(Exercise requirements)
In the listing below, find the line containing "pub fn is_empty(&self)" and the line containing "let id = codec.encode(label).unwrap();". Repeat exactly those two lines and every line between them.

------ Data for processing

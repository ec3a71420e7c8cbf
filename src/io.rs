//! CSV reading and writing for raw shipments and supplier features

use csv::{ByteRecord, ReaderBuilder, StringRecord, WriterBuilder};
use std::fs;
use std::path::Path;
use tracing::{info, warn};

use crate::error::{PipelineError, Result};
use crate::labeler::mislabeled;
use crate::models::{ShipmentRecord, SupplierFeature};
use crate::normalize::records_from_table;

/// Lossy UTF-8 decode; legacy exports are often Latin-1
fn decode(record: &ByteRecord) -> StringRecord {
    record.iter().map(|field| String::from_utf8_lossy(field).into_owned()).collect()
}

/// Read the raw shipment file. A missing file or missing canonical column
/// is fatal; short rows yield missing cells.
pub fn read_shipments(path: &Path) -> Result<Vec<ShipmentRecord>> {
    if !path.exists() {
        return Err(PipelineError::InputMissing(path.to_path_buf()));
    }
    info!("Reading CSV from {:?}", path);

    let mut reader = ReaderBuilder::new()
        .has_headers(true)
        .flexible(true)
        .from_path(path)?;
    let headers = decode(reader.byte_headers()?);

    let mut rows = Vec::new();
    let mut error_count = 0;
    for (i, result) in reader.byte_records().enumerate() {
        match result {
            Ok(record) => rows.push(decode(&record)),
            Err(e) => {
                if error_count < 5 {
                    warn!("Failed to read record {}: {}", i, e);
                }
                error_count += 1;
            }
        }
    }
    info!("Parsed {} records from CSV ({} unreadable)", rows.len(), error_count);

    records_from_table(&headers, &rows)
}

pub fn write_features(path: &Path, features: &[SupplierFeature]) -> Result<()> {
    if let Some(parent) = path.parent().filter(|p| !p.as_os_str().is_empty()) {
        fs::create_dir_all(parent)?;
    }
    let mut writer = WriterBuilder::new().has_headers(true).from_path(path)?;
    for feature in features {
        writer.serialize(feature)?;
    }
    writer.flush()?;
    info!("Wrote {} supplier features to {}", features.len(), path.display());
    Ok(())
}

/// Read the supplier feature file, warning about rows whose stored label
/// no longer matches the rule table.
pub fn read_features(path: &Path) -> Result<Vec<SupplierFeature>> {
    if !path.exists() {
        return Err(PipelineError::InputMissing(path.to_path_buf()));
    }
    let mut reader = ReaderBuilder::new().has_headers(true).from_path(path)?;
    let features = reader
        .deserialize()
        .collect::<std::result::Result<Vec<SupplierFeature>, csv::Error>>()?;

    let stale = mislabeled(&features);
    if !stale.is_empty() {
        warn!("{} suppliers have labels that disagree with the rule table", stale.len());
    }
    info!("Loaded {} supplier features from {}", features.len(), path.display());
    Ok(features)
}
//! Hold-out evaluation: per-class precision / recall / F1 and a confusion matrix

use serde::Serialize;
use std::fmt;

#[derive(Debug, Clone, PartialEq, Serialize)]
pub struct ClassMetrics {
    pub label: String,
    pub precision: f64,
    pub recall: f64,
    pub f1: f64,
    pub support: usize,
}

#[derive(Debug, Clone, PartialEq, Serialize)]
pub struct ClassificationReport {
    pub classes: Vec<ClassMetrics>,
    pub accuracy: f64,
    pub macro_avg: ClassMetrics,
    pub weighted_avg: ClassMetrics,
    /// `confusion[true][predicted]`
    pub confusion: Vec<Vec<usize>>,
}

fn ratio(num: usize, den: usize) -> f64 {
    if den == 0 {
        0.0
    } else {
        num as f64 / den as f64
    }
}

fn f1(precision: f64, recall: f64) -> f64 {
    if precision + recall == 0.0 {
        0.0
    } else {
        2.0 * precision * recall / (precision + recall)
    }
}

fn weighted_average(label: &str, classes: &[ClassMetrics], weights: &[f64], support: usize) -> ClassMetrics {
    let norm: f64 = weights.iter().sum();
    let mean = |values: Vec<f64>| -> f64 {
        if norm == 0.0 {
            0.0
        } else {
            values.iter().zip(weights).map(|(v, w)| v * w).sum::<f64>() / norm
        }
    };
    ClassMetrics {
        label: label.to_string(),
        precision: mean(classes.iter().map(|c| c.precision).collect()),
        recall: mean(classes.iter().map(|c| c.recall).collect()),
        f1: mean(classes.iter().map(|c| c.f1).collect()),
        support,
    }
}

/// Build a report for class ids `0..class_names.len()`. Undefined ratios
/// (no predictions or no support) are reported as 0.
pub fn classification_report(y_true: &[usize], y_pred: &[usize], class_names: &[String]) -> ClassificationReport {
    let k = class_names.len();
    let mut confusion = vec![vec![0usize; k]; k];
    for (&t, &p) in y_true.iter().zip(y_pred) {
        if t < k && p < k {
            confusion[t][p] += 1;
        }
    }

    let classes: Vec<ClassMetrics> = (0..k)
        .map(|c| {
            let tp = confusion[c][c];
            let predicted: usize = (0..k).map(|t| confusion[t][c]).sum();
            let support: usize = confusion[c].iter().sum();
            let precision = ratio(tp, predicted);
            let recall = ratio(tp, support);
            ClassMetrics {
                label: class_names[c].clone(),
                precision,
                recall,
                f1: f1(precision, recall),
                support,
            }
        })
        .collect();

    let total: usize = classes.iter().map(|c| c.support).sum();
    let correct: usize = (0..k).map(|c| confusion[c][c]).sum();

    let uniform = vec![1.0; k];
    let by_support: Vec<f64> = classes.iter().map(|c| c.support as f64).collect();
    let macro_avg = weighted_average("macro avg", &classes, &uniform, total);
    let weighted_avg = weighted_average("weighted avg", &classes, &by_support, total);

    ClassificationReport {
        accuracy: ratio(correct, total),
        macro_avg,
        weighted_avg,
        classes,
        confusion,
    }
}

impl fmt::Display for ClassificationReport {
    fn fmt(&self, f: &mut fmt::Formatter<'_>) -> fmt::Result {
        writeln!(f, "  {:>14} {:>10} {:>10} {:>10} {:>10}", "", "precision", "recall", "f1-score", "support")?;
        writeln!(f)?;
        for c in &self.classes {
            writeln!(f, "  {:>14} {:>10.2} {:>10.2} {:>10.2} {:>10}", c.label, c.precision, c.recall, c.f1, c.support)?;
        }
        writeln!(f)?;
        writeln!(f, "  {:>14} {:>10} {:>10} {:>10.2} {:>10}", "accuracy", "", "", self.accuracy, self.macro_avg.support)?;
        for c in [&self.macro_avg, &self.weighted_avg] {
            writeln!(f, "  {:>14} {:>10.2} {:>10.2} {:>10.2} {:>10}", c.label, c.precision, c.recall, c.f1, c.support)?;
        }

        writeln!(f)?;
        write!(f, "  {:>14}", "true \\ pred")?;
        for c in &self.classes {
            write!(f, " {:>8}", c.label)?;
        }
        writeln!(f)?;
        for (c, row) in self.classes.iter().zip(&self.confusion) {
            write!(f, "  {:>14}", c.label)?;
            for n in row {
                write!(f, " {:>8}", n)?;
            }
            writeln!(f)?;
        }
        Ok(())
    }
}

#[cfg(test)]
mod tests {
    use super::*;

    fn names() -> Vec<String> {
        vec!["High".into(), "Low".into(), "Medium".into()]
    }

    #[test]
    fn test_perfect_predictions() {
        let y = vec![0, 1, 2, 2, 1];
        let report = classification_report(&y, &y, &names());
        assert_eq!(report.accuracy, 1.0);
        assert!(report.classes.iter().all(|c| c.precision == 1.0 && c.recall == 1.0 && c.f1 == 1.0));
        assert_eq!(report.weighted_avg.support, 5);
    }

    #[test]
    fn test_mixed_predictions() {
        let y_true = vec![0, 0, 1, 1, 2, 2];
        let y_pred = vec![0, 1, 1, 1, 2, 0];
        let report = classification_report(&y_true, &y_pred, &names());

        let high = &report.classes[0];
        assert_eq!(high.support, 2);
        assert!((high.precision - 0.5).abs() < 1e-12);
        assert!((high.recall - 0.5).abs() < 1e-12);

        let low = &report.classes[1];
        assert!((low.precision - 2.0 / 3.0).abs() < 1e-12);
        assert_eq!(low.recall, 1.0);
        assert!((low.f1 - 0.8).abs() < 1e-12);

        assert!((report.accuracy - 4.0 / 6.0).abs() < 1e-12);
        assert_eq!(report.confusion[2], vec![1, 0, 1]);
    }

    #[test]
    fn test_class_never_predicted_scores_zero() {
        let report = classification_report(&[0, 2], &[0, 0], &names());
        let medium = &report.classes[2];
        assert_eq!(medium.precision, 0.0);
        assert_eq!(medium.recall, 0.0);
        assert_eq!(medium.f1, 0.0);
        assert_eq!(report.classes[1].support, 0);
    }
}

------------
------ Data for processing

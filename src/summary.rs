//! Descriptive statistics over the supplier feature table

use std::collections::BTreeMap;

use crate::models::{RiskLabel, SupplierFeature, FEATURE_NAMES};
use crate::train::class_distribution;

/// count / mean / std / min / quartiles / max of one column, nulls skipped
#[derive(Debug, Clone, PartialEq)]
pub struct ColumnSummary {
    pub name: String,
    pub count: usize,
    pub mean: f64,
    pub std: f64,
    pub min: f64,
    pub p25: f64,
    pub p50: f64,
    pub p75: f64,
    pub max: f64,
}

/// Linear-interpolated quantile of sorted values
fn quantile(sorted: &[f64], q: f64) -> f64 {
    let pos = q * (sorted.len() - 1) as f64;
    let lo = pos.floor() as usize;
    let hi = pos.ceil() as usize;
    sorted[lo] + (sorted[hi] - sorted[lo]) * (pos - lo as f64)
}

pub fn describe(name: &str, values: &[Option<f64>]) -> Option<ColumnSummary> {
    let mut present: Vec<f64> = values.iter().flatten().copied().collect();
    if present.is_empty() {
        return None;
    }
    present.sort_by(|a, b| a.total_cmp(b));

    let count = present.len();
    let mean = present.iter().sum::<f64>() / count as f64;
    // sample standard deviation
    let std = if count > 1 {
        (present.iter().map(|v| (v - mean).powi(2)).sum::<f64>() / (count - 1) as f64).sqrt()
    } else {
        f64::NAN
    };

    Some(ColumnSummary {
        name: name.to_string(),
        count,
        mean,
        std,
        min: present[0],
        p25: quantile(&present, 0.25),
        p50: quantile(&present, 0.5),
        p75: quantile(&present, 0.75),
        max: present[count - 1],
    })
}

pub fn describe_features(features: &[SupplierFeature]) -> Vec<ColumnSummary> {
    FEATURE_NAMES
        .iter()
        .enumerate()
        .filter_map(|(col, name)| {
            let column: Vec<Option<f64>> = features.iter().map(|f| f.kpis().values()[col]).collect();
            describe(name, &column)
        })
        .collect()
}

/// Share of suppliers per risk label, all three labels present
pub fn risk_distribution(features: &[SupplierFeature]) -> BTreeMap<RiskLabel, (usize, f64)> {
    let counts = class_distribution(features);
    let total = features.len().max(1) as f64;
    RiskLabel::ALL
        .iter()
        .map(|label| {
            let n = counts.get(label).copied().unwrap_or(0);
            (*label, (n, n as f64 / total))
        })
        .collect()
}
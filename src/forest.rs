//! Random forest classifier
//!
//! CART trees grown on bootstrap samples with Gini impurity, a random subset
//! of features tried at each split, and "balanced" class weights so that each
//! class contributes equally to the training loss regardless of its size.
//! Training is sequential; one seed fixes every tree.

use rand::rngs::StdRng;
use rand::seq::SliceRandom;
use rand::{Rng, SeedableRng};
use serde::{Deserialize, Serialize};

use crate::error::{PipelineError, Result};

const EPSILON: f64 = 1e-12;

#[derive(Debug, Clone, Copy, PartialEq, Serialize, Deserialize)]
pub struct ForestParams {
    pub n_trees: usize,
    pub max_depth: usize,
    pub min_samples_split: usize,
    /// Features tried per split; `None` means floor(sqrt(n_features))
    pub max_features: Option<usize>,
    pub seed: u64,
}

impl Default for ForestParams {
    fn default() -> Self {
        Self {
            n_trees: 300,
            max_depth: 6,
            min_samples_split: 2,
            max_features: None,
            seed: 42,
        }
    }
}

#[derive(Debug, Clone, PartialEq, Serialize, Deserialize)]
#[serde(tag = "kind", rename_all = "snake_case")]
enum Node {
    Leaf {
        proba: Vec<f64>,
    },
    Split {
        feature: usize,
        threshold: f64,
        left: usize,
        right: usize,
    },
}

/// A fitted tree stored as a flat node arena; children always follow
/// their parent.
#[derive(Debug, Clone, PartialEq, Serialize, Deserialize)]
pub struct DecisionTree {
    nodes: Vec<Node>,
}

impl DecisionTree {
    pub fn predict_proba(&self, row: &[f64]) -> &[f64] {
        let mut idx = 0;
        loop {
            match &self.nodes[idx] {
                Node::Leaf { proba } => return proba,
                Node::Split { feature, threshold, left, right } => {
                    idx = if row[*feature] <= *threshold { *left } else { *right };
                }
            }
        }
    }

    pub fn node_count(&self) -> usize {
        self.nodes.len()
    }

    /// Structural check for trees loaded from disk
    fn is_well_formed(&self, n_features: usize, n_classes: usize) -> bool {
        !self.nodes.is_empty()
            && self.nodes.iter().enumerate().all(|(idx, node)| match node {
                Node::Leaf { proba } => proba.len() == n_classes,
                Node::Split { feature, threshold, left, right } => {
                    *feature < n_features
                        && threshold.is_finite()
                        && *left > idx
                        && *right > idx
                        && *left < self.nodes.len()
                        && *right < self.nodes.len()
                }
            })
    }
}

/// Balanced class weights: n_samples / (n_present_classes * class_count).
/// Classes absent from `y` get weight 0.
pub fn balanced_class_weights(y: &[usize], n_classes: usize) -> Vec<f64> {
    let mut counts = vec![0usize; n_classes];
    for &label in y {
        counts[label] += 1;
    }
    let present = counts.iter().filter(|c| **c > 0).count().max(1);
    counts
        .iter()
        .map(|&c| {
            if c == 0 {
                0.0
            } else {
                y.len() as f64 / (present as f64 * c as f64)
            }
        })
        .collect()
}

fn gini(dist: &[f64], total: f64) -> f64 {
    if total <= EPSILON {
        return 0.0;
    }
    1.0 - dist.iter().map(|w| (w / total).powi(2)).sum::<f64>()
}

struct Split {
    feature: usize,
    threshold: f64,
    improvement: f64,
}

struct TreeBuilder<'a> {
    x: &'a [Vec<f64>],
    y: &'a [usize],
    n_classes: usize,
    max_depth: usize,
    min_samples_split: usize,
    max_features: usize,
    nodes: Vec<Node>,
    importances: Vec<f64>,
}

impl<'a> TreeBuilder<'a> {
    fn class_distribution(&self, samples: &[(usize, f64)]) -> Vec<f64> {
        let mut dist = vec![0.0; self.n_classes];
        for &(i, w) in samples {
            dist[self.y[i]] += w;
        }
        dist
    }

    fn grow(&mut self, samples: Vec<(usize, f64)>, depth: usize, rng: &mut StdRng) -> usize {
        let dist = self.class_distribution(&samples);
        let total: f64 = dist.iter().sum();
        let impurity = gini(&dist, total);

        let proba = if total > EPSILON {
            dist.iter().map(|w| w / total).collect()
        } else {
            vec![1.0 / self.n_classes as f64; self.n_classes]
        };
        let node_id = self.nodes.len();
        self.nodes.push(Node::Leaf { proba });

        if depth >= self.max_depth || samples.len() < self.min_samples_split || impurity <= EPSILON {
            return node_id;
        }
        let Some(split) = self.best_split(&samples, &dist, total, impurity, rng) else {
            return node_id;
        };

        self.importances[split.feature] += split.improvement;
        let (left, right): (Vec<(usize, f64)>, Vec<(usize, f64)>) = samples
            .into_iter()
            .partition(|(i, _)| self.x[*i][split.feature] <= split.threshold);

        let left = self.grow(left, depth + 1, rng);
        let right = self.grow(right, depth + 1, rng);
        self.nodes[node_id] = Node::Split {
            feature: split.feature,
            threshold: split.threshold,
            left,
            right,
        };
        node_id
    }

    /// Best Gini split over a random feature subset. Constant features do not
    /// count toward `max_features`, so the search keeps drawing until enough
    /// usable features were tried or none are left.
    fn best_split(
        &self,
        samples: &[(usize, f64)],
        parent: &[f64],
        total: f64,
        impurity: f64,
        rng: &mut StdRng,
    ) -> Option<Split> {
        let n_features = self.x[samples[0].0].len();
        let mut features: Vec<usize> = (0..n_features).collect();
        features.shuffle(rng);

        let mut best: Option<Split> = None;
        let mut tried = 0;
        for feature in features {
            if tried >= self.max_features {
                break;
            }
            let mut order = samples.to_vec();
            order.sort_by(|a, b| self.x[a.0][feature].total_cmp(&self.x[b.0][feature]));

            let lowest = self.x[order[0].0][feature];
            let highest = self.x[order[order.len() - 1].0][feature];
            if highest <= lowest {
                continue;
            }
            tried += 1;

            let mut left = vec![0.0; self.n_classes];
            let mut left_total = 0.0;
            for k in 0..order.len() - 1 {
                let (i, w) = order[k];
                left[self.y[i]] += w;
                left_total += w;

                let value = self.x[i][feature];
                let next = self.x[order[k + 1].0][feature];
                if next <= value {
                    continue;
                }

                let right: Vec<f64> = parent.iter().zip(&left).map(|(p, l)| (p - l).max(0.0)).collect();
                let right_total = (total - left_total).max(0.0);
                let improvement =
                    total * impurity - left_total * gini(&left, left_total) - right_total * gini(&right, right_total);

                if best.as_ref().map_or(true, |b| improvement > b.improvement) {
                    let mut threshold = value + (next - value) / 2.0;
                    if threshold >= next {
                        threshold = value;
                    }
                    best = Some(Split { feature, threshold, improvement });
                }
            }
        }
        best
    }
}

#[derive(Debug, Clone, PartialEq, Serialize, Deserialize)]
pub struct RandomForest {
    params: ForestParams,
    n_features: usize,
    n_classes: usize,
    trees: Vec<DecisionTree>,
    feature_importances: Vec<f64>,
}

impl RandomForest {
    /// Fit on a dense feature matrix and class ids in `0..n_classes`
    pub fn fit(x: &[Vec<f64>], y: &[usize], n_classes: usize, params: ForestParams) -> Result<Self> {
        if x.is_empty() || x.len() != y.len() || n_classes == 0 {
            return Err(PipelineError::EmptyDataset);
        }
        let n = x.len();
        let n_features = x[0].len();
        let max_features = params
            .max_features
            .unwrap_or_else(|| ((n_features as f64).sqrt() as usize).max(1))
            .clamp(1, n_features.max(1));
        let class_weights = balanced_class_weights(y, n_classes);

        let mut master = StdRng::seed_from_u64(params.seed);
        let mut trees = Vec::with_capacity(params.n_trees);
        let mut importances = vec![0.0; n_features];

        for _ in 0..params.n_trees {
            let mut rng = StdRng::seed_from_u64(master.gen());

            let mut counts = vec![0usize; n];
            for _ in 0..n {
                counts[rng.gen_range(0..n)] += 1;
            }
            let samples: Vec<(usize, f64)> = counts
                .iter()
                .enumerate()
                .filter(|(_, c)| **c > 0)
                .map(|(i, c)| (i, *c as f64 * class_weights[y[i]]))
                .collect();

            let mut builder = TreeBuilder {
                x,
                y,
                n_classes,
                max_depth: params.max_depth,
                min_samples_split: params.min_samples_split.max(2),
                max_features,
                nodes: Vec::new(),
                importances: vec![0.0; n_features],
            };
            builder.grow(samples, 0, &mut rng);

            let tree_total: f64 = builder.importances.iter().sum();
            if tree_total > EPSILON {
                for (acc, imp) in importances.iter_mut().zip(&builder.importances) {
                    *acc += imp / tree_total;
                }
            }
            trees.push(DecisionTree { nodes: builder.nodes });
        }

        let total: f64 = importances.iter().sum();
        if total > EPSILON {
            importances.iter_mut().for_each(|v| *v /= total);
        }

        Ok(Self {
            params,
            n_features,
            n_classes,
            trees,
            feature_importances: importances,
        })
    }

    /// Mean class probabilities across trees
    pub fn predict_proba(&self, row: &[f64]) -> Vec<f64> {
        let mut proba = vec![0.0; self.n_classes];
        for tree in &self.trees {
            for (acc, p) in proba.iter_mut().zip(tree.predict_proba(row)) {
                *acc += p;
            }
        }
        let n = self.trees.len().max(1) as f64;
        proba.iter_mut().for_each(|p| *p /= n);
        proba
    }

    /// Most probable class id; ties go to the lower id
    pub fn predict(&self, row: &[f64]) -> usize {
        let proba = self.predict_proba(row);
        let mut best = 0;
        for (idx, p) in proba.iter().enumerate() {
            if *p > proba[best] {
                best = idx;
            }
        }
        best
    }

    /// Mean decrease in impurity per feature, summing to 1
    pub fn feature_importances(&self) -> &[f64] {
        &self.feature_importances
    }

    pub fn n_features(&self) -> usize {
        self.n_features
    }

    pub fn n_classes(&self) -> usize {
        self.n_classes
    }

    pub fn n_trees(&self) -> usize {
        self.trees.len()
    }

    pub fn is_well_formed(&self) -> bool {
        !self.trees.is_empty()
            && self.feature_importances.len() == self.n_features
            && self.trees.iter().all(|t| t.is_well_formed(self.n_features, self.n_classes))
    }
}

------------
------ Data for processing

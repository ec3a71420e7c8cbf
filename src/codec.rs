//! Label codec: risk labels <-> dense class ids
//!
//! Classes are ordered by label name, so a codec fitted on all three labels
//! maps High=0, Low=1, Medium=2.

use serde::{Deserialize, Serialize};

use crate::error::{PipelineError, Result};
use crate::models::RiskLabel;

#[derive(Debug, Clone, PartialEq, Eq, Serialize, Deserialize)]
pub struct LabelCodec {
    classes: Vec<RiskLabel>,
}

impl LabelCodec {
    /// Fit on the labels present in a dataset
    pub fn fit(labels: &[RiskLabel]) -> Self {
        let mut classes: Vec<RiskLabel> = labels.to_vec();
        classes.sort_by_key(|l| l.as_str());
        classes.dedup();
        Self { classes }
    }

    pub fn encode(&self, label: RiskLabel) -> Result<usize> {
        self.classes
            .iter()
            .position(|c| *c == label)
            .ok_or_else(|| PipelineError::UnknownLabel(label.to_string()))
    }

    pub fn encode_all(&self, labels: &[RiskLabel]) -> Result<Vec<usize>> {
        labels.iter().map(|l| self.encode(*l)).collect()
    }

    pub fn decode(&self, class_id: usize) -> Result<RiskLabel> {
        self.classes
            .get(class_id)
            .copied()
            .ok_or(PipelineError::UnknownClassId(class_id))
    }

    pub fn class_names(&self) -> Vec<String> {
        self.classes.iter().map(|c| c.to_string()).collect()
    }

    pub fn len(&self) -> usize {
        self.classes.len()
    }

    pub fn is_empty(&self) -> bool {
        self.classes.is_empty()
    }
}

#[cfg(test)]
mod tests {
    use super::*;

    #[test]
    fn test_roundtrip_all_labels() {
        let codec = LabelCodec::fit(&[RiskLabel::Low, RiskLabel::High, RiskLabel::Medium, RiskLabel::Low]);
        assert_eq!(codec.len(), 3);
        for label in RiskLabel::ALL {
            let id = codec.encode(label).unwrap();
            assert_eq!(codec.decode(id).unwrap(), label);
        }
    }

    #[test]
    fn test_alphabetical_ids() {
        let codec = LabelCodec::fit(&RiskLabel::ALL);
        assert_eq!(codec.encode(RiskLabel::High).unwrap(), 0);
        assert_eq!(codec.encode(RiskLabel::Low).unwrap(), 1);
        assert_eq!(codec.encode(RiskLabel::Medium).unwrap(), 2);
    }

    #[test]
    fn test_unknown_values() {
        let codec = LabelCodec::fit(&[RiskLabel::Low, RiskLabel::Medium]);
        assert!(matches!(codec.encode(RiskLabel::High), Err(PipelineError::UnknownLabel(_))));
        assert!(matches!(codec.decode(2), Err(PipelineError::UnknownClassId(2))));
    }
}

------------

(Solution below)
    pub fn is_empty(&self) -> bool {
        self.classes.is_empty()
    }
}

#[cfg(test)]
mod tests {
    use super::*;

    #[test]
    fn test_roundtrip_all_labels() {
        let codec = LabelCodec::fit(&[RiskLabel::Low, RiskLabel::High, RiskLabel::Medium, RiskLabel::Low]);
        assert_eq!(codec.len(), 3);
        for label in RiskLabel::ALL {
            let id = codec.encode(label).unwrap();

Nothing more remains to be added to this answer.